Of course, it’s one thing to have a framework for understanding an issue… and another thing to actually work with it.
At the root of my social anxiety—and various other issues—was shame. And shame is one of the most painful emotions that we encounter. Many of us would prefer to go our entire lives avoiding it instead of facing it head-on. Myself included! I shut down in social situations because they brushed up against a raw, ashamed part of me that was terrified of rejection (which, irrational as it may be, felt like a fate worse than death). And whenever I said something awkward or felt that someone else was embarrassed on my behalf, the shame grew and grew, reaching a crescendo once I was back in my own safe bed, where every “wrong” thing I did was put on repeat inside my brain.
I couldn’t really deal with any of that until I had widened my window of tolerance enough to be able to sit with the discomfort of shame. To learn how to let my body relax into it, instead of tensing up and trying to shut it down immediately. Shame thrives on secrecy, they say, and so I started talking about it, writing about it, letting it move through instead of getting stuck in my body. I began building relationships with parts of myself that protected or held shame that had been festering for a long, long time.

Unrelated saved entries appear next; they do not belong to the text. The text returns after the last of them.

//! Server-side code for the ESL call router
//!
//! This module contains the call handling engine and its surroundings:
//! - Outbound event socket listener and wire protocol
//! - Per-call session state machine
//! - Destination number routing
//! - Health endpoint (axum)

pub mod call;
pub mod config;
pub mod esl;
pub mod health;
pub mod routing;
pub mod stats;

pub use config::ServerConfig;

use std::sync::Arc;

use chrono::Utc;
use tokio_util::sync::CancellationToken;

use health::{HealthState, ListenerInfo};
use stats::ServerStats;

/// Run the outbound listener (and the health endpoint) until shutdown
pub async fn run_server(config: ServerConfig) -> anyhow::Result<()> {
    let routes = Arc::new(config.load_routes()?);
    match &config.routes_file {
        Some(path) => tracing::info!("Loaded {} routes from {}", routes.len(), path),
        None => tracing::info!("Using built-in routing table ({} routes)", routes.len()),
    }
    if routes.is_empty() {
        tracing::warn!("Routing table is empty, every call will be rejected");
    }
    for route in routes.routes() {
        tracing::debug!(
            "Route {} ({}): {} -> {} via {}",
            route.name,
            route.context,
            route.numbers.join(", "),
            route.targets.join(", "),
            route.domain
        );
    }

    let stats = Arc::new(ServerStats::new());
    let shutdown = CancellationToken::new();
    tokio::spawn(wait_for_signal(shutdown.clone()));

    if config.health_port != 0 {
        let db = match &config.database_url {
            Some(url) => match health::init_pool(url) {
                Ok(pool) => Some(pool),
                Err(e) => {
                    tracing::warn!("Database probe disabled: {}", e);
                    None
                }
            },
            None => None,
        };

        let state = Arc::new(HealthState {
            stats: stats.clone(),
            listener: ListenerInfo::from_config(&config),
            routes: routes.len(),
            freeswitch: config.freeswitch.clone(),
            db,
            started_at: Utc::now(),
        });

        let port = config.health_port;
        let token = shutdown.clone();
        tokio::spawn(async move {
            if let Err(e) = health::run_health_server(port, state, token).await {
                tracing::error!("Health endpoint error: {}", e);
            }
        });
    } else {
        tracing::info!("Health endpoint disabled");
    }

    tracing::info!("Starting outbound ESL server on {}...", config.listen_addr());
    tracing::info!("Waiting for media engine connections...");

    let server = esl::OutboundServer::new(&config, routes, stats, shutdown.clone());
    let result = server.listen().await;

    // Stops the health endpoint too
    shutdown.cancel();
    result?;
    Ok(())
}

async fn wait_for_signal(shutdown: CancellationToken) {
    #[cfg(unix)]
    {
        use tokio::signal::unix::{signal, SignalKind};

        let mut term = match signal(SignalKind::terminate()) {
            Ok(term) => term,
            Err(e) => {
                tracing::warn!("SIGTERM handler unavailable: {}", e);
                if tokio::signal::ctrl_c().await.is_ok() {
                    tracing::info!("Interrupt received, shutting down");
                    shutdown.cancel();
                }
                return;
            }
        };

        tokio::select! {
            _ = tokio::signal::ctrl_c() => tracing::info!("Interrupt received, shutting down"),
            _ = term.recv() => tracing::info!("SIGTERM received, shutting down"),
            _ = shutdown.cancelled() => return,
        }
    }

    #[cfg(not(unix))]
    {
        tokio::select! {
            _ = tokio::signal::ctrl_c() => tracing::info!("Interrupt received, shutting down"),
            _ = shutdown.cancelled() => return,
        }
    }

    shutdown.cancel();
}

It took years of slow training to get to this point. Therapy definitely helped, but I also found it useful to build distress tolerance within my physical body as well. Not by pushing it to its absolute limits, but by gently stretching. Searching for the edges and seeing if I could relax and breathe into them.
To take one example, I end every shower by turning off the hot water for a 1- to 2-minute cold blast. I would not say that I look forward to the actual experience. It always feels unpleasant at first. But after about 20 seconds under the cool waterfall, I can settle into it. Yeah, I’m not exactly cozy. But I am completely, 100% awake and in the present moment. I am alive. And to be alive is to feel the exhilaration and the dread, the joy and the pain. To know that we have so much capacity to stretch and adapt, to fall and to rise again.

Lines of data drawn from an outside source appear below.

//! Inbound call session
//!
//! Drives one handed-over call from the accepted control connection to the
//! closed socket:
//! - Subscribe to this call's events and ask the engine to linger
//! - Route the dialed number
//! - Answer and bridge, or reject with the routing reason
//! - Always close the control connection, whatever happened before

use std::collections::HashMap;
use std::panic::AssertUnwindSafe;
use std::sync::Arc;
use std::time::Duration;

use async_trait::async_trait;
use futures::FutureExt;

use super::esl::constants::{
    HEADER_CALLER_NUMBER, HEADER_DESTINATION_NUMBER, HEADER_SIP_PROFILE, HEADER_UNIQUE_ID,
};
use super::esl::EslError;
use super::routing::{Decision, RoutingTable};
use super::stats::ServerStats;

#[cfg(test)]
mod tests;

/// Hangup cause sent when the session itself fails
pub const FAILURE_HANGUP_CAUSE: &str = "NORMAL_TEMPORARY_FAILURE";

/// Logical commands a session issues on its call
#[async_trait]
pub trait CallControl: Send {
    /// Receive events for this call only
    async fn subscribe_events(&mut self, call_id: &str) -> Result<(), EslError>;

    /// Keep events flowing after the leg hangs up. Not acknowledged.
    async fn linger(&mut self) -> Result<(), EslError>;

    async fn set_variable(&mut self, name: &str, value: &str) -> Result<(), EslError>;

    async fn answer(&mut self) -> Result<(), EslError>;

    /// Start the bridge without waiting for it to complete
    async fn bridge(&mut self, dial_string: &str) -> Result<(), EslError>;

    async fn hangup(&mut self, cause: &str) -> Result<(), EslError>;

    /// Close the control side of the connection
    async fn stop(&mut self) -> Result<(), EslError>;
}

/// Per-call data from the handshake
#[derive(Debug, Clone, Default, PartialEq, Eq)]
pub struct SessionContext {
    pub call_id: String,
    pub destination_number: String,
    pub caller_number: String,
    pub signaling_profile: String,
}

impl SessionContext {
    /// Missing fields come back empty; this never fails
    pub fn from_channel_data(data: &HashMap<String, String>) -> Self {
        let field = |name: &str| data.get(name).cloned().unwrap_or_default();
        Self {
            call_id: field(HEADER_UNIQUE_ID),
            destination_number: field(HEADER_DESTINATION_NUMBER),
            caller_number: field(HEADER_CALLER_NUMBER),
            signaling_profile: field(HEADER_SIP_PROFILE),
        }
    }
}

/// Session state
#[derive(Debug, Clone, Copy, PartialEq, Eq)]
pub enum CallState {
    /// Control connection accepted, handshake done
    Connected,
    /// Event subscription requested
    Subscribed,
    /// Linger requested
    Lingering,
    /// Routing the call
    Deciding,
    /// Setting up and bridging
    Bridging,
    /// Hanging up with the reject reason
    Rejecting,
    /// Control connection closed
    Closed,
}

impl CallState {
    pub fn can_transition_to(self, next: CallState) -> bool {
        use CallState::*;
        matches!(
            (self, next),
            (Connected, Subscribed)
                | (Subscribed, Lingering)
                | (Lingering, Deciding)
                | (Deciding, Bridging)
                | (Deciding, Rejecting)
        ) || (next == Closed && self != Closed)
    }
}

impl std::fmt::Display for CallState {
    fn fmt(&self, f: &mut std::fmt::Formatter<'_>) -> std::fmt::Result {
        match self {
            CallState::Connected => write!(f, "Connected"),
            CallState::Subscribed => write!(f, "Subscribed"),
            CallState::Lingering => write!(f, "Lingering"),
            CallState::Deciding => write!(f, "Deciding"),
            CallState::Bridging => write!(f, "Bridging"),
            CallState::Rejecting => write!(f, "Rejecting"),
            CallState::Closed => write!(f, "Closed"),
        }
    }
}

/// How the call left this engine
#[derive(Debug, Clone, Copy, PartialEq, Eq)]
pub enum Disposition {
    Bridged,
    Rejected,
    Failed,
}

/// Result of running a session to completion
#[derive(Debug, Clone, PartialEq, Eq)]
pub struct CallOutcome {
    pub call_id: String,
    pub disposition: Disposition,
    /// Every state the session passed through, starting at `Connected`
    pub states: Vec<CallState>,
}

impl CallOutcome {
    pub fn final_state(&self) -> CallState {
        self.states.last().copied().unwrap_or(CallState::Connected)
    }
}

/// Channel settings applied before a bridge
#[derive(Debug, Clone, PartialEq, Eq)]
pub struct CallSettings {
    pub ringback: String,
    /// Sent to the engine as `call_timeout`
    pub call_timeout_secs: u32,
    /// Sent per leg as `leg_timeout`
    pub leg_timeout_secs: u32,
    /// Pause between answer and bridge
    pub answer_grace: Duration,
}

impl Default for CallSettings {
    fn default() -> Self {
        Self {
            ringback: "${us-ring}".to_string(),
            call_timeout_secs: 30,
            leg_timeout_secs: 30,
            answer_grace: Duration::from_millis(500),
        }
    }
}

impl CallSettings {
    /// Leg options followed by the comma-separated targets
    pub fn dial_string(&self, targets: &[String]) -> String {
        format!(
            "{{leg_timeout={},ignore_early_media=true}}{}",
            self.leg_timeout_secs,
            targets.join(",")
        )
    }
}

/// One call from handshake to close
pub struct CallSession<C> {
    control: C,
    context: SessionContext,
    routes: Arc<RoutingTable>,
    settings: CallSettings,
    stats: Arc<ServerStats>,
    states: Vec<CallState>,
}

impl<C: CallControl> CallSession<C> {
    pub fn new(
        control: C,
        channel_data: &HashMap<String, String>,
        routes: Arc<RoutingTable>,
        settings: CallSettings,
        stats: Arc<ServerStats>,
    ) -> Self {
        Self {
            control,
            context: SessionContext::from_channel_data(channel_data),
            routes,
            settings,
            stats,
            states: vec![CallState::Connected],
        }
    }

    #[cfg(test)]
    pub fn context(&self) -> &SessionContext {
        &self.context
    }

    pub fn state(&self) -> CallState {
        self.states.last().copied().unwrap_or(CallState::Connected)
    }

    /// Run the call to completion. Teardown runs exactly once, on every path.
    pub async fn run(mut self) -> CallOutcome {
        let result = AssertUnwindSafe(self.drive()).catch_unwind().await;

        let disposition = match result {
            Ok(Ok(disposition)) => disposition,
            Ok(Err(e)) => {
                tracing::warn!("Call {} failed in {}: {}", self.context.call_id, self.state(), e);
                self.hangup_after_failure().await;
                Disposition::Failed
            }
            Err(_) => {
                tracing::error!("Call {} handler panicked in {}", self.context.call_id, self.state());
                self.hangup_after_failure().await;
                Disposition::Failed
            }
        };

        if let Err(e) = self.control.stop().await {
            tracing::debug!("Stop on call {}: {}", self.context.call_id, e);
        }
        self.transition(CallState::Closed);
        self.stats.record_disposition(disposition);

        CallOutcome {
            call_id: self.context.call_id,
            disposition,
            states: self.states,
        }
    }

    async fn drive(&mut self) -> Result<Disposition, EslError> {
        if let Err(e) = self.control.subscribe_events(&self.context.call_id).await {
            self.stats.record_subscribe_failure();
            tracing::warn!("Event subscription failed, continuing: {}", e);
        }
        self.transition(CallState::Subscribed);

        if let Err(e) = self.control.linger().await {
            self.stats.record_linger_failure();
            tracing::warn!("Linger request failed, continuing: {}", e);
        }
        self.transition(CallState::Lingering);

        self.transition(CallState::Deciding);
        tracing::info!(
            "Inbound call: {} -> {} (UUID: {}, profile: {})",
            self.context.caller_number,
            self.context.destination_number,
            self.context.call_id,
            self.context.signaling_profile,
        );

        let decision = self
            .routes
            .decide(&self.context.destination_number, &self.context.caller_number)
            .into_dialable(&self.context.destination_number);
        tracing::info!("Routing decision: {}", decision.action());

        match decision {
            Decision::Bridge { targets, domain } => {
                self.transition(CallState::Bridging);
                self.answer_and_bridge(&targets, &domain).await?;
                Ok(Disposition::Bridged)
            }
            Decision::Reject { reason } => {
                self.transition(CallState::Rejecting);
                tracing::info!("Rejecting: {}", reason);
                self.control.hangup(&reason).await?;
                Ok(Disposition::Rejected)
            }
        }
    }

    async fn answer_and_bridge(&mut self, targets: &[String], domain: &str) -> Result<(), EslError> {
        let variables = [
            ("domain_name", domain.to_string()),
            ("ringback", self.settings.ringback.clone()),
            ("call_timeout", self.settings.call_timeout_secs.to_string()),
            ("hangup_after_bridge", "true".to_string()),
            ("continue_on_fail", "true".to_string()),
        ];
        for (name, value) in &variables {
            self.control.set_variable(name, value).await?;
        }

        self.control.answer().await?;
        tracing::debug!("Answered");
        tokio::time::sleep(self.settings.answer_grace).await;

        let dial_string = self.settings.dial_string(targets);
        tracing::info!("Bridging to: {}", targets.join(","));
        self.control.bridge(&dial_string).await?;
        tracing::info!("Bridge command sent");
        Ok(())
    }

    /// Best-effort hangup, skipped if the reject hangup was already issued
    async fn hangup_after_failure(&mut self) {
        if self.state() == CallState::Rejecting {
            return;
        }
        if let Err(e) = self.control.hangup(FAILURE_HANGUP_CAUSE).await {
            tracing::debug!("Hangup after failure on call {}: {}", self.context.call_id, e);
        }
    }

    fn transition(&mut self, next: CallState) {
        let current = self.state();
        if !current.can_transition_to(next) {
            tracing::warn!("Unexpected transition {} -> {}", current, next);
        }
        tracing::debug!("{} -> {}", current, next);
        self.states.push(next);
    }
}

And I think that’s what it comes down to: discomfort is necessary for growth. I wasn’t able to really reckon with certain issues I knew were important to face—such as, say, the internalized ableism that made me believe I was only worthwhile if I fit into the narrow standards of what our society defines as “smart”—until I had built up enough tolerance to face the shame that underlies them all.
Though the standard narrative might wrap up with a cheery Now I’m all better, and I love parties!, that’s not really true for me (yet?). I do enjoy small gatherings and good conversations, but I still struggle to speak up in certain environments and situations. I’m still learning how to stay grounded enough to find my thoughts and my voice when I’m put on the spot. I’ve been stuck in these deep grooves of habit for my whole life. Carving out new pathways takes time.
But it feels okay to muddle along and feel my way messily through it. Because in the end, I know I am not the problem. I’m alive, I’m here, I’m doing the best I can. And that is good enough for me.